EXERCISE OBJECTIVE ▸ Although the data below holds other lines too, output only those from the line with "pub struct Frame" up to and including the line with "the socket connects.", exactly as they appear.

INFORMATION ▸
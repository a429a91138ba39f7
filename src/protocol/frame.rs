//! Frame struct and outbound frame builders.
//!
//! Everything the client writes to the daemon is produced here: the identity
//! frame sent on connect, the fixed null-credential frame, and the SEND/JOIN
//! frames built from session state. Inbound control frames that the session
//! retains are decoded into [`Frame`].

use bytes::Bytes;

use super::wire_format::{
    pad_group, unpad_group, Header, OrderingClass, CREDENTIAL_LEN, GROUP_NAME_LEN, HEADER_SIZE,
    IDENTITY_PREAMBLE, JOIN_MESSAGE_TYPE, JOIN_SERVICE_TAG, MAX_CLIENT_NAME_LEN,
    SEND_MESSAGE_TYPE,
};
use crate::error::{Result, SpreadError};

/// A fully decoded protocol frame.
#[derive(Debug, Clone)]
pub struct Frame {
    /// Decoded header.
    pub header: Header,
    /// Group-name list from the trailing region, trimmed.
    pub groups: Vec<String>,
    /// Payload bytes following the group list (zero-copy via `bytes::Bytes`).
    pub payload: Bytes,
}

impl Frame {
    /// Parse a complete frame from its raw bytes.
    ///
    /// `raw` must contain exactly the header plus the trailing region
    /// declared by it, as extracted by the frame buffer.
    pub fn parse(raw: Bytes) -> Result<Self> {
        let header = Header::decode(&raw)
            .ok_or_else(|| SpreadError::Protocol("frame shorter than header".to_string()))?;
        let expected = HEADER_SIZE + header.trailing_len();
        if raw.len() != expected {
            return Err(SpreadError::Protocol(format!(
                "frame length {} does not match declared length {}",
                raw.len(),
                expected
            )));
        }

        let mut groups = Vec::with_capacity(header.group_count as usize);
        let mut offset = HEADER_SIZE;
        for _ in 0..header.group_count {
            groups.push(unpad_group(&raw[offset..offset + GROUP_NAME_LEN]));
            offset += GROUP_NAME_LEN;
        }
        let payload = raw.slice(offset..);

        Ok(Self {
            header,
            groups,
            payload,
        })
    }

    /// Ordering class of this frame, `None` for control frames.
    #[inline]
    pub fn ordering_class(&self) -> Option<OrderingClass> {
        self.header.ordering_class()
    }
}

/// Build the identity frame sent immediately after the socket connects.
///
/// Layout: 4-byte preamble `04 03 00 01`, a single length byte, then the
/// raw name bytes. Names longer than 255 bytes cannot be represented and
/// are rejected.
pub fn build_identity_frame(name: &str) -> Result<Bytes> {
    let bytes = name.as_bytes();
    if bytes.len() > MAX_CLIENT_NAME_LEN {
        return Err(SpreadError::Protocol(format!(
            "client name exceeds {} bytes",
            MAX_CLIENT_NAME_LEN
        )));
    }
    let mut frame = Vec::with_capacity(IDENTITY_PREAMBLE.len() + 1 + bytes.len());
    frame.extend_from_slice(&IDENTITY_PREAMBLE);
    frame.push(bytes.len() as u8);
    frame.extend_from_slice(bytes);
    Ok(Bytes::from(frame))
}

/// Build the fixed 90-byte null-credential frame.
///
/// The daemon's null authentication method expects the literal `NULL`
/// padded out with zero bytes.
pub fn build_credential_frame() -> Bytes {
    let mut frame = [0u8; CREDENTIAL_LEN];
    frame[..4].copy_from_slice(b"NULL");
    Bytes::copy_from_slice(&frame)
}

/// Build an application SEND frame.
///
/// The frame carries the unreliable class tag, the daemon-assigned private
/// group as the source address, a single target channel in the group list,
/// and the UTF-8 payload bytes.
pub fn build_send_frame(text: &str, channel: &str, private_group: &str) -> Result<Bytes> {
    let payload = text.as_bytes();
    let header = Header::new(
        OrderingClass::Unreliable.tag(),
        private_group,
        1,
        SEND_MESSAGE_TYPE,
        payload.len() as u32,
    );

    let mut frame = Vec::with_capacity(HEADER_SIZE + GROUP_NAME_LEN + payload.len());
    frame.extend_from_slice(&header.encode()?);
    frame.extend_from_slice(&pad_group(channel)?);
    frame.extend_from_slice(payload);
    Ok(Bytes::from(frame))
}

/// Build a JOIN frame for the requested channel.
///
/// Same shape as a send frame but with the join service tag and an empty
/// payload: just the header and the padded channel name.
pub fn build_join_frame(channel: &str, private_group: &str) -> Result<Bytes> {
    let header = Header::new(JOIN_SERVICE_TAG, private_group, 1, JOIN_MESSAGE_TYPE, 0);

    let mut frame = Vec::with_capacity(HEADER_SIZE + GROUP_NAME_LEN);
    frame.extend_from_slice(&header.encode()?);
    frame.extend_from_slice(&pad_group(channel)?);
    Ok(Bytes::from(frame))
}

RESPONSE AREA ▸
pub struct Frame {
    /// Decoded header.
    pub header: Header,
    /// Group-name list from the trailing region, trimmed.
    pub groups: Vec<String>,
    /// Payload bytes following the group list (zero-copy via `bytes::Bytes`).
    pub payload: Bytes,
}

impl Frame {
    /// Parse a complete frame from its raw bytes.
    ///
    /// `raw` must contain exactly the header plus the trailing region
    /// declared by it, as extracted by the frame buffer.
    pub fn parse(raw: Bytes) -> Result<Self> {
        let header = Header::decode(&raw)
            .ok_or_else(|| SpreadError::Protocol("frame shorter than header".to_string()))?;
        let expected = HEADER_SIZE + header.trailing_len();
        if raw.len() != expected {
            return Err(SpreadError::Protocol(format!(
                "frame length {} does not match declared length {}",
                raw.len(),
                expected
            )));
        }

        let mut groups = Vec::with_capacity(header.group_count as usize);
        let mut offset = HEADER_SIZE;
        for _ in 0..header.group_count {
            groups.push(unpad_group(&raw[offset..offset + GROUP_NAME_LEN]));
            offset += GROUP_NAME_LEN;
        }
        let payload = raw.slice(offset..);

        Ok(Self {
            header,
            groups,
            payload,
        })
    }

    /// Ordering class of this frame, `None` for control frames.
    #[inline]
    pub fn ordering_class(&self) -> Option<OrderingClass> {
        self.header.ordering_class()
    }
}

/// Build the identity frame sent immediately after the socket connects.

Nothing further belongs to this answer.